While hunting for something I stumbled upon this column she wrote with her husband in 1997. Excerpt:

"The Internet is the best thing in my lifetime for grassroots organizing,"
exults the Project's director, Jamie Love. He's managed to use the system
to influence various government agencies, and to educate the public. Love
argues that this type of organization and communication cuts through the
special interest politics that he believes rules Washington. "I think
there's a general sense that people who can hire a guy and game the system
have a leg up," says Love.

Somewhere between 250,000 to 350,000 people check into the site dealing
with congressional activities every day. And then many of these people
get in touch with their representatives, by e-mail, of course.

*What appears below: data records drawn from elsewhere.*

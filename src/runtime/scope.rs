use rtrb::{Consumer, Producer, RingBuffer};

use crate::dsp::analyser::Analyser;

/// UI end of the audio → UI sample ring.
///
/// Drains whatever the analyser stage pushed since the last tick into a
/// local [`Analyser`] window.
pub struct ScopeTap {
    rx: Consumer<f32>,
    analyser: Analyser,
    stopped: bool,
}

/// Create the scope ring. The producer goes to the engine as its
/// [`SampleSink`](crate::engine::SampleSink).
pub fn scope_ring(capacity: usize, fft_size: usize, sample_rate: f32) -> (Producer<f32>, ScopeTap) {
    let (tx, rx) = RingBuffer::new(capacity.max(1));
    let tap = ScopeTap {
        rx,
        analyser: Analyser::new(fft_size, sample_rate),
        stopped: false,
    };
    (tx, tap)
}

impl ScopeTap {
    /// Move pending samples into the window. Returns how many arrived.
    ///
    /// A stopped tap still drains the ring so stale audio never shows up
    /// after a restart, but reports nothing.
    pub fn poll(&mut self) -> usize {
        let available = self.rx.slots();
        if available == 0 {
            return 0;
        }

        let Ok(chunk) = self.rx.read_chunk(available) else {
            return 0;
        };
        let (first, second) = chunk.as_slices();
        if !self.stopped {
            self.analyser.push(first);
            self.analyser.push(second);
        }
        chunk.commit_all();

        if self.stopped {
            0
        } else {
            available
        }
    }

    /// Stop reporting samples and clear the window. Safe to call repeatedly.
    pub fn stop(&mut self) {
        if self.stopped {
            return;
        }
        self.stopped = true;
        self.analyser.clear();
    }

    pub fn resume(&mut self) {
        self.stopped = false;
    }

    pub fn is_stopped(&self) -> bool {
        self.stopped
    }

    pub fn analyser(&self) -> &Analyser {
        &self.analyser
    }

    pub fn analyser_mut(&mut self) -> &mut Analyser {
        &mut self.analyser
    }
}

They also get in touch with each other on public policy issues. According
to Love, it's like an electronic town meeting. That analogy makes our
blood run cold. Remember, that was Ross Perot's big idea. Let's just all
get together, via computer, and let the politicians know what we want, so
then they will do it! No more pandering to the big contributors, no more
deals between members, just the voice of the people will be heard!

We hear that and shudder. To us it sounds like no more deliberation, no
more consideration of an issue over a long period of time, no more
balancing of regional and ethnic interests, no more protection of minority

The Founders were clear in their advocacy of representative democracy as
opposed to direct democracy. In The Federalist, James Madison asserted
that "the public voice pronounced by the representatives of the people
will be more consonant to the public good than if announced by the people
themselves convened for that purpose."